◆ SOURCE RECORDS
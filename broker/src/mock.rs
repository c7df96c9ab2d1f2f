//! Mock broker for testing: implements [`MarketData`] and [`Execution`] with
//! configurable behavior.
//!
//! Use this in integration tests to simulate broker responses without network calls.
//!
//! ```
//! use cryptofolio::{Holding, PortfolioSnapshot, Symbol};
//! use cryptofolio_broker::mock::{FillMode, MockBroker};
//! use cryptofolio_broker::MarketData;
//!
//! let usd = Symbol::new("USD");
//! let broker = MockBroker::builder()
//!     .fill_mode(FillMode::ImmediateFull)
//!     .with_holding(Holding::new(Symbol::new("BTC"), usd, 0.5, 40_000.0))
//!     .with_cash(5_000.0)
//!     .build();
//!
//! assert_eq!(broker.get_snapshot().unwrap().total_value, 25_000.0);
//! ```

use std::sync::Mutex;

use cryptofolio::{Holding, PortfolioSnapshot, TradeInstruction};

use crate::error::BrokerError;
use crate::types::*;
use crate::{Execution, MarketData};

/// How the mock broker handles submitted instructions.
#[derive(Clone, Debug)]
pub enum FillMode {
    /// Instructions are fully filled at the snapshot price (1.0 if unknown).
    ImmediateFull,
    /// Instructions are partially filled (the given fraction, e.g., 0.5 = 50%).
    ImmediatePartial(f64),
    /// The venue answers with a rejection result.
    Reject,
    /// `submit` itself returns an error.
    Error,
}

/// Builder for `MockBroker`.
pub struct MockBrokerBuilder {
    fill_mode: FillMode,
    holdings: Vec<Holding>,
    cash: f64,
    total_value: Option<f64>,
    unavailable: bool,
}

impl MockBrokerBuilder {
    pub fn fill_mode(mut self, mode: FillMode) -> Self {
        self.fill_mode = mode;
        self
    }

    pub fn with_holding(mut self, holding: Holding) -> Self {
        self.holdings.push(holding);
        self
    }

    pub fn with_cash(mut self, cash: f64) -> Self {
        self.cash = cash;
        self
    }

    /// Report this total instead of `cash + holdings`.
    pub fn with_total_value(mut self, total_value: f64) -> Self {
        self.total_value = Some(total_value);
        self
    }

    /// Make every `get_snapshot` fail with `DataUnavailable`.
    pub fn unavailable(mut self) -> Self {
        self.unavailable = true;
        self
    }

    pub fn build(self) -> MockBroker {
        let snapshot = match self.total_value {
            Some(total) => PortfolioSnapshot::new(total, self.holdings),
            None => PortfolioSnapshot::with_cash(self.cash, self.holdings),
        };
        MockBroker {
            fill_mode: self.fill_mode,
            snapshot,
            unavailable: self.unavailable,
            next_order_id: Mutex::new(1),
            submitted: Mutex::new(Vec::new()),
            snapshot_reads: Mutex::new(0),
        }
    }
}

/// A mock broker that records submitted instructions and returns configurable responses.
pub struct MockBroker {
    fill_mode: FillMode,
    snapshot: PortfolioSnapshot,
    unavailable: bool,
    next_order_id: Mutex<u64>,
    submitted: Mutex<Vec<TradeInstruction>>,
    snapshot_reads: Mutex<usize>,
}

impl MockBroker {
    pub fn builder() -> MockBrokerBuilder {
        MockBrokerBuilder {
            fill_mode: FillMode::ImmediateFull,
            holdings: Vec::new(),
            cash: 0.0,
            total_value: None,
            unavailable: false,
        }
    }

    /// All instructions passed to `submit` (for assertion in tests).
    pub fn submitted(&self) -> Vec<TradeInstruction> {
        self.submitted.lock().map(|s| s.clone()).unwrap_or_default()
    }

    /// How many times `get_snapshot` was called.
    pub fn snapshot_reads(&self) -> usize {
        self.snapshot_reads.lock().map(|n| *n).unwrap_or_default()
    }

    fn next_id(&self) -> OrderId {
        let mut next = match self.next_order_id.lock() {
            Ok(guard) => guard,
            Err(poisoned) => poisoned.into_inner(),
        };
        let id = OrderId(*next);
        *next += 1;
        id
    }

    fn price_of(&self, trade: &TradeInstruction) -> f64 {
        self.snapshot
            .holding(trade.symbol)
            .map(|h| h.price)
            .filter(|p| *p > 0.0)
            .unwrap_or(1.0)
    }
}

impl MarketData for MockBroker {
    fn get_snapshot(&self) -> Result<PortfolioSnapshot, BrokerError> {
        if let Ok(mut n) = self.snapshot_reads.lock() {
            *n += 1;
        }
        if self.unavailable {
            return Err(BrokerError::DataUnavailable("mock: feed offline".into()));
        }
        Ok(self.snapshot.clone())
    }
}

impl Execution for MockBroker {
    fn submit(&self, trade: &TradeInstruction) -> Result<ExecutionResult, BrokerError> {
        if let Ok(mut submitted) = self.submitted.lock() {
            submitted.push(trade.clone());
        }

        let id = self.next_id();
        let price = self.price_of(trade);

        let (status, fraction) = match &self.fill_mode {
            FillMode::ImmediateFull => (ExecutionStatus::Filled, 1.0),
            FillMode::ImmediatePartial(frac) => (ExecutionStatus::PartiallyFilled, *frac),
            FillMode::Reject => {
                return Ok(ExecutionResult::rejected(
                    id,
                    trade.symbol,
                    trade.side,
                    "mock: order rejected",
                ));
            }
            FillMode::Error => return Err(BrokerError::Order("mock: venue error".into())),
        };

        let filled_quote = trade.quote_amount * fraction;
        Ok(ExecutionResult {
            order_id: id,
            symbol: trade.symbol,
            side: trade.side,
            status,
            filled_quote,
            filled_quantity: filled_quote / price,
            avg_price: price,
            fee: 0.0,
            message: None,
        })
    }
}
//! Target allocation: which assets the basket holds and at what weight.

use crate::error::{RebalanceError, Result};
use crate::types::Symbol;

/// Maximum allowed distance between the weight sum and 1.0.
pub const WEIGHT_SUM_TOLERANCE: f64 = 1e-6;

/// One asset's share of the basket.
#[derive(Clone, Copy, Debug, PartialEq)]
#[cfg_attr(feature = "serde", derive(serde::Serialize, serde::Deserialize))]
pub struct AssetAllocation {
    /// Base asset, e.g. `BTC`.
    pub symbol: Symbol,
    /// Currency the asset is priced and traded in, e.g. `USD`.
    pub quote: Symbol,
    /// Target fraction of total portfolio value, in `[0, 1]`.
    pub weight: f64,
}

impl AssetAllocation {
    pub fn new(symbol: Symbol, quote: Symbol, weight: f64) -> Self {
        Self {
            symbol,
            quote,
            weight,
        }
    }
}

/// Validated target portfolio.
///
/// Weights are each in `[0, 1]` and sum to 1.0 within
/// [`WEIGHT_SUM_TOLERANCE`]. Immutable once built; declaration order is the
/// order trade instructions are emitted in.
///
/// ```
/// use cryptofolio::{AssetAllocation, PortfolioSpec, Symbol};
///
/// let usd = Symbol::new("USD");
/// let spec = PortfolioSpec::new(vec![
///     AssetAllocation::new(Symbol::new("BTC"), usd, 0.6),
///     AssetAllocation::new(Symbol::new("ETH"), usd, 0.4),
/// ])
/// .unwrap();
/// assert_eq!(spec.weight_of(Symbol::new("ETH")), Some(0.4));
/// ```
#[derive(Clone, Debug, PartialEq)]
pub struct PortfolioSpec {
    assets: Vec<AssetAllocation>,
}

impl PortfolioSpec {
    /// Build and validate a target portfolio.
    pub fn new(assets: Vec<AssetAllocation>) -> Result<Self> {
        if assets.is_empty() {
            return Err(invalid("portfolio has no assets"));
        }

        let mut seen = rustc_hash::FxHashSet::default();
        for a in &assets {
            if !seen.insert(a.symbol) {
                return Err(invalid(format!("duplicate symbol: {}", a.symbol)));
            }
        }

        for a in &assets {
            if !a.weight.is_finite() {
                return Err(invalid(format!("weight for {} is not finite", a.symbol)));
            }
            if !(0.0..=1.0).contains(&a.weight) {
                return Err(invalid(format!(
                    "weight for {} ({}) is outside [0, 1]",
                    a.symbol, a.weight
                )));
            }
        }

        let sum: f64 = assets.iter().map(|a| a.weight).sum();
        if (sum - 1.0).abs() > WEIGHT_SUM_TOLERANCE {
            return Err(invalid(format!("weights sum to {sum:.6}, expected 1.0")));
        }

        Ok(Self { assets })
    }

    /// Configured assets in declaration order.
    pub fn assets(&self) -> &[AssetAllocation] {
        &self.assets
    }

    pub fn len(&self) -> usize {
        self.assets.len()
    }

    pub fn is_empty(&self) -> bool {
        self.assets.is_empty()
    }

    pub fn allocation(&self, symbol: Symbol) -> Option<&AssetAllocation> {
        self.assets.iter().find(|a| a.symbol == symbol)
    }

    pub fn weight_of(&self, symbol: Symbol) -> Option<f64> {
        self.allocation(symbol).map(|a| a.weight)
    }

    pub fn contains(&self, symbol: Symbol) -> bool {
        self.allocation(symbol).is_some()
    }

    /// Base symbols in declaration order.
    pub fn symbols(&self) -> Vec<Symbol> {
        self.assets.iter().map(|a| a.symbol).collect()
    }
}

fn invalid(msg: impl Into<String>) -> RebalanceError {
    RebalanceError::InvalidConfiguration(msg.into())
}

#[cfg(test)]
mod tests {
    use super::*;

    fn usd() -> Symbol {
        Symbol::new("USD")
    }

    fn alloc(sym: &str, weight: f64) -> AssetAllocation {
        AssetAllocation::new(Symbol::new(sym), usd(), weight)
    }

    #[test]
    fn accepts_valid_weights() {
        let spec = PortfolioSpec::new(vec![alloc("BTC", 0.6), alloc("ETH", 0.4)]).unwrap();
        assert_eq!(spec.len(), 2);
        assert_eq!(spec.symbols(), vec![Symbol::new("BTC"), Symbol::new("ETH")]);
        assert_eq!(spec.weight_of(Symbol::new("BTC")), Some(0.6));
        assert_eq!(spec.weight_of(Symbol::new("SOL")), None);
    }

    #[test]
    fn accepts_zero_weight_entry() {
        let spec = PortfolioSpec::new(vec![
            alloc("BTC", 0.6),
            alloc("ETH", 0.4),
            alloc("DOGE", 0.0),
        ])
        .unwrap();
        assert!(spec.contains(Symbol::new("DOGE")));
    }

    #[test]
    fn accepts_float_noise_in_sum() {
        // 0.1 + 0.2 + 0.7 is not exactly 1.0 in binary
        let spec =
            PortfolioSpec::new(vec![alloc("BTC", 0.1), alloc("ETH", 0.2), alloc("SOL", 0.7)]);
        assert!(spec.is_ok());
    }

    #[test]
    fn rejects_sum_099() {
        let err = PortfolioSpec::new(vec![alloc("BTC", 0.59), alloc("ETH", 0.4)]).unwrap_err();
        assert!(matches!(err, RebalanceError::InvalidConfiguration(_)));
        assert!(err.to_string().contains("0.990000"));
    }

    #[test]
    fn rejects_sum_over_one() {
        assert!(PortfolioSpec::new(vec![alloc("BTC", 0.7), alloc("ETH", 0.4)]).is_err());
    }

    #[test]
    fn rejects_negative_weight() {
        let err =
            PortfolioSpec::new(vec![alloc("BTC", 1.2), alloc("ETH", -0.2)]).unwrap_err();
        assert!(err.to_string().contains("outside [0, 1]"));
    }

    #[test]
    fn rejects_nan_weight() {
        assert!(PortfolioSpec::new(vec![alloc("BTC", f64::NAN)]).is_err());
    }

    #[test]
    fn rejects_empty() {
        assert!(PortfolioSpec::new(vec![]).is_err());
    }

    #[test]
    fn rejects_duplicate_symbol() {
        let err = PortfolioSpec::new(vec![alloc("BTC", 0.5), alloc("BTC", 0.5)]).unwrap_err();
        assert!(err.to_string().contains("duplicate symbol: BTC"));
    }
}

◆ PROBLEM REQUIREMENTS
The word is "RebalanceError". Copy every line above where it appears.

◆ PROBLEM SOLUTION
use crate::error::{RebalanceError, Result};
fn invalid(msg: impl Into<String>) -> RebalanceError {
    RebalanceError::InvalidConfiguration(msg.into())
        assert!(matches!(err, RebalanceError::InvalidConfiguration(_)));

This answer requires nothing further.